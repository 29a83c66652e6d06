//! # Directed bubble hierarchy
//!
//! $$
//! \text{bubble } b \to b' \iff \bar S\big(\sigma_{bb'},\,V_{b'}\big) > \bar S\big(\sigma_{bb'},\,V_b\big)
//! $$
//!
//! The 4-cliques of the filtered graph are bubbles, linked by their separating
//! triangles. Each link points toward the side the separator is more strongly
//! attached to. Bubbles with no outgoing link are cluster centres; vertices
//! join the reachable centre they are most similar to. Complete linkage on
//! graph shortest paths then nests bubbles inside clusters inside the root.

use std::collections::BTreeMap;

use ndarray::Array2;
use ndarray::ArrayView2;
use tracing::debug;

use super::linkage::linkage;
use super::linkage::merge_groups;
use super::linkage::validate_distance;
use super::linkage::Group;
use super::linkage::LinkageMethod;
use super::tmfg::tmfg;
use super::tmfg::PlanarGraph;
use super::tree::ClusterTree;
use crate::error::PortfolioError;
use crate::error::Result;

/// Bubble tree with directed links.
struct BubbleTree {
  /// `(child, parent, points_to_parent)` per link.
  links: Vec<(usize, usize, bool)>,
  n_bubbles: usize,
}

impl BubbleTree {
  fn out_neighbours(&self, b: usize) -> Vec<usize> {
    self
      .links
      .iter()
      .filter_map(|&(c, p, up)| match (c == b, p == b, up) {
        (true, _, true) => Some(p),
        (_, true, false) => Some(c),
        _ => None,
      })
      .collect()
  }

  fn converging(&self) -> Vec<usize> {
    (0..self.n_bubbles).filter(|&b| self.out_neighbours(b).is_empty()).collect()
  }

  /// Bubbles reachable from `start` along directed links, `start` included.
  fn reachable(&self, start: usize) -> Vec<usize> {
    let mut seen = vec![false; self.n_bubbles];
    let mut stack = vec![start];
    seen[start] = true;
    while let Some(b) = stack.pop() {
      for next in self.out_neighbours(b) {
        if !seen[next] {
          seen[next] = true;
          stack.push(next);
        }
      }
    }
    (0..self.n_bubbles).filter(|&b| seen[b]).collect()
  }
}

/// Mean similarity over graph edges between `from` and `to`.
fn attachment(g: &PlanarGraph, s: &ArrayView2<f64>, from: &[usize], to: &[usize]) -> f64 {
  let mut total = 0.0;
  let mut count = 0usize;
  for &u in from {
    for &v in to {
      if u != v && g.has_edge(u, v) {
        total += s[[u, v]];
        count += 1;
      }
    }
  }
  if count == 0 {
    0.0
  } else {
    total / count as f64
  }
}

fn side_vertices(g: &PlanarGraph, bubbles: &[usize], separator: &[usize; 3]) -> Vec<usize> {
  let mut out: Vec<usize> = bubbles
    .iter()
    .flat_map(|&b| g.cliques()[b])
    .filter(|v| !separator.contains(v))
    .collect();
  out.sort_unstable();
  out.dedup();
  out
}

fn direct_bubbles(g: &PlanarGraph, s: &ArrayView2<f64>) -> BubbleTree {
  let n_bubbles = g.cliques().len();
  let mut children = vec![Vec::new(); n_bubbles];
  for c in 1..n_bubbles {
    if let Some(p) = g.parent(c) {
      children[p].push(c);
    }
  }
  let subtree = |root: usize| {
    let mut out = Vec::new();
    let mut stack = vec![root];
    while let Some(b) = stack.pop() {
      out.push(b);
      stack.extend(children[b].iter().copied());
    }
    out
  };

  let mut links = Vec::with_capacity(n_bubbles.saturating_sub(1));
  for c in 1..n_bubbles {
    let (Some(p), Some(sep)) = (g.parent(c), g.separator_of(c)) else {
      continue;
    };
    let below = subtree(c);
    let above: Vec<usize> = (0..n_bubbles).filter(|b| !below.contains(b)).collect();
    let to_child = attachment(g, s, &sep, &side_vertices(g, &below, &sep));
    let to_parent = attachment(g, s, &sep, &side_vertices(g, &above, &sep));
    links.push((c, p, to_parent >= to_child));
  }
  BubbleTree { links, n_bubbles }
}

fn mean_similarity(s: &ArrayView2<f64>, v: usize, members: &[usize]) -> f64 {
  let others: Vec<usize> = members.iter().copied().filter(|&u| u != v).collect();
  if others.is_empty() {
    return f64::NEG_INFINITY;
  }
  others.iter().map(|&u| s[[v, u]]).sum::<f64>() / others.len() as f64
}

fn argmax_by(candidates: &[usize], score: impl Fn(usize) -> f64) -> Option<usize> {
  let mut best: Option<(usize, f64)> = None;
  for &c in candidates {
    let v = score(c);
    match best {
      Some((_, b)) if v <= b => {}
      _ => best = Some((c, v)),
    }
  }
  best.map(|(c, _)| c)
}

/// All-pairs shortest paths over graph edges weighted by `dist`.
fn shortest_paths(g: &PlanarGraph, dist: &ArrayView2<f64>) -> Array2<f64> {
  let n = g.n_vertices();
  let mut d = Array2::from_shape_fn((n, n), |(i, j)| {
    if i == j {
      0.0
    } else if g.has_edge(i, j) {
      dist[[i, j]]
    } else {
      f64::INFINITY
    }
  });
  for k in 0..n {
    for i in 0..n {
      let dik = d[[i, k]];
      if !dik.is_finite() {
        continue;
      }
      for j in 0..n {
        let via = dik + d[[k, j]];
        if via < d[[i, j]] {
          d[[i, j]] = via;
        }
      }
    }
  }
  d
}

/// DBHT cluster tree from a distance and a similarity matrix.
///
/// Fewer than four assets cannot carry a planar filtered graph and fall back
/// to complete linkage.
pub fn dbht_linkage(dist: &ArrayView2<f64>, sim: &ArrayView2<f64>) -> Result<ClusterTree> {
  validate_distance(dist)?;
  let n = dist.nrows();
  if sim.dim() != (n, n) {
    return Err(PortfolioError::mismatch("similarity matrix", n, sim.nrows()));
  }
  if n < 4 {
    return linkage(dist, LinkageMethod::Complete);
  }

  let g = tmfg(sim)?;
  let bubbles = direct_bubbles(&g, sim);
  let centres = bubbles.converging();

  let mut containing = vec![Vec::new(); n];
  for (b, clique) in g.cliques().iter().enumerate() {
    for &v in clique {
      containing[v].push(b);
    }
  }

  // vertex -> (centre, home bubble)
  let mut membership: BTreeMap<usize, BTreeMap<usize, Vec<usize>>> = BTreeMap::new();
  for v in 0..n {
    let mut reachable: Vec<usize> = containing[v]
      .iter()
      .flat_map(|&b| bubbles.reachable(b))
      .filter(|b| centres.contains(b))
      .collect();
    reachable.sort_unstable();
    reachable.dedup();
    if reachable.is_empty() {
      reachable = centres.clone();
    }
    let centre = argmax_by(&reachable, |c| mean_similarity(sim, v, &g.cliques()[c]))
      .ok_or_else(|| PortfolioError::Numerical("bubble hierarchy has no converging bubble".into()))?;

    let basin: Vec<usize> = containing[v]
      .iter()
      .copied()
      .filter(|&b| bubbles.reachable(b).contains(&centre))
      .collect();
    let home = argmax_by(&basin, |b| mean_similarity(sim, v, &g.cliques()[b])).unwrap_or(centre);
    membership.entry(centre).or_default().entry(home).or_default().push(v);
  }
  debug!(clusters = membership.len(), bubbles = bubbles.n_bubbles, "directed bubble hierarchy");

  let paths = shortest_paths(&g, dist);
  let mut rows = Vec::with_capacity(n - 1);
  let mut floor = 0.0;
  let mut cluster_groups = Vec::new();
  for homes in membership.into_values() {
    let mut bubble_groups = Vec::new();
    for members in homes.into_values() {
      let leaves = members.into_iter().map(|v| Group { id: v, leaves: vec![v] }).collect();
      if let Some(group) = merge_groups(leaves, &paths, n, &mut rows, &mut floor) {
        bubble_groups.push(group);
      }
    }
    if let Some(group) = merge_groups(bubble_groups, &paths, n, &mut rows, &mut floor) {
      cluster_groups.push(group);
    }
  }
  merge_groups(cluster_groups, &paths, n, &mut rows, &mut floor);

  ClusterTree::new(n, rows)
}

#[cfg(test)]
mod tests {
  use super::*;

  /// Two blocks of strongly related assets with weak cross links.
  fn blocks(n: usize) -> (Array2<f64>, Array2<f64>) {
    let rho = Array2::from_shape_fn((n, n), |(i, j)| {
      if i == j {
        1.0
      } else if (i < n / 2) == (j < n / 2) {
        0.8 - 0.01 * ((i + j) % 5) as f64
      } else {
        0.1 + 0.01 * ((i * j) % 3) as f64
      }
    });
    let dist = rho.mapv(|r| (0.5 * (1.0 - r)).max(0.0).sqrt());
    let sim = dist.mapv(|d| 2.0 - d * d);
    (dist, sim)
  }

  #[test]
  fn produces_complete_monotone_tree() {
    let (dist, sim) = blocks(10);
    let tree = dbht_linkage(&dist.view(), &sim.view()).unwrap();
    assert_eq!(tree.rows().len(), 9);
    assert!(tree.is_monotonic());
    let mut order = tree.leaves_order();
    order.sort_unstable();
    assert_eq!(order, (0..10).collect::<Vec<_>>());
  }

  #[test]
  fn root_covers_every_leaf() {
    let (dist, sim) = blocks(8);
    let tree = dbht_linkage(&dist.view(), &sim.view()).unwrap();
    let root = tree.rows().last().unwrap();
    assert_eq!(root.size, 8);
    assert!(tree.rows().iter().all(|r| r.height >= 0.0 && r.height <= root.height));
  }

  #[test]
  fn small_universe_falls_back_to_complete_linkage() {
    let (dist, sim) = blocks(3);
    let dbht = dbht_linkage(&dist.view(), &sim.view()).unwrap();
    let complete = linkage(&dist.view(), LinkageMethod::Complete).unwrap();
    assert_eq!(dbht, complete);
  }

  #[test]
  fn is_deterministic() {
    let (dist, sim) = blocks(12);
    let a = dbht_linkage(&dist.view(), &sim.view()).unwrap();
    let b = dbht_linkage(&dist.view(), &sim.view()).unwrap();
    assert_eq!(a, b);
  }
}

· · · ·

◆ TASK PROMPT
Emit, unaltered, the lines from the top of the listing down through the line that holds "is more strongly"; emit nothing else.

◆ RESPONSE
repository 29a83c66652e6d06
//! # Directed bubble hierarchy
//!
//! $$
//! \text{bubble } b \to b' \iff \bar S\big(\sigma_{bb'},\,V_{b'}\big) > \bar S\big(\sigma_{bb'},\,V_b\big)
//! $$
//!
//! The 4-cliques of the filtered graph are bubbles, linked by their separating
//! triangles. Each link points toward the side the separator is more strongly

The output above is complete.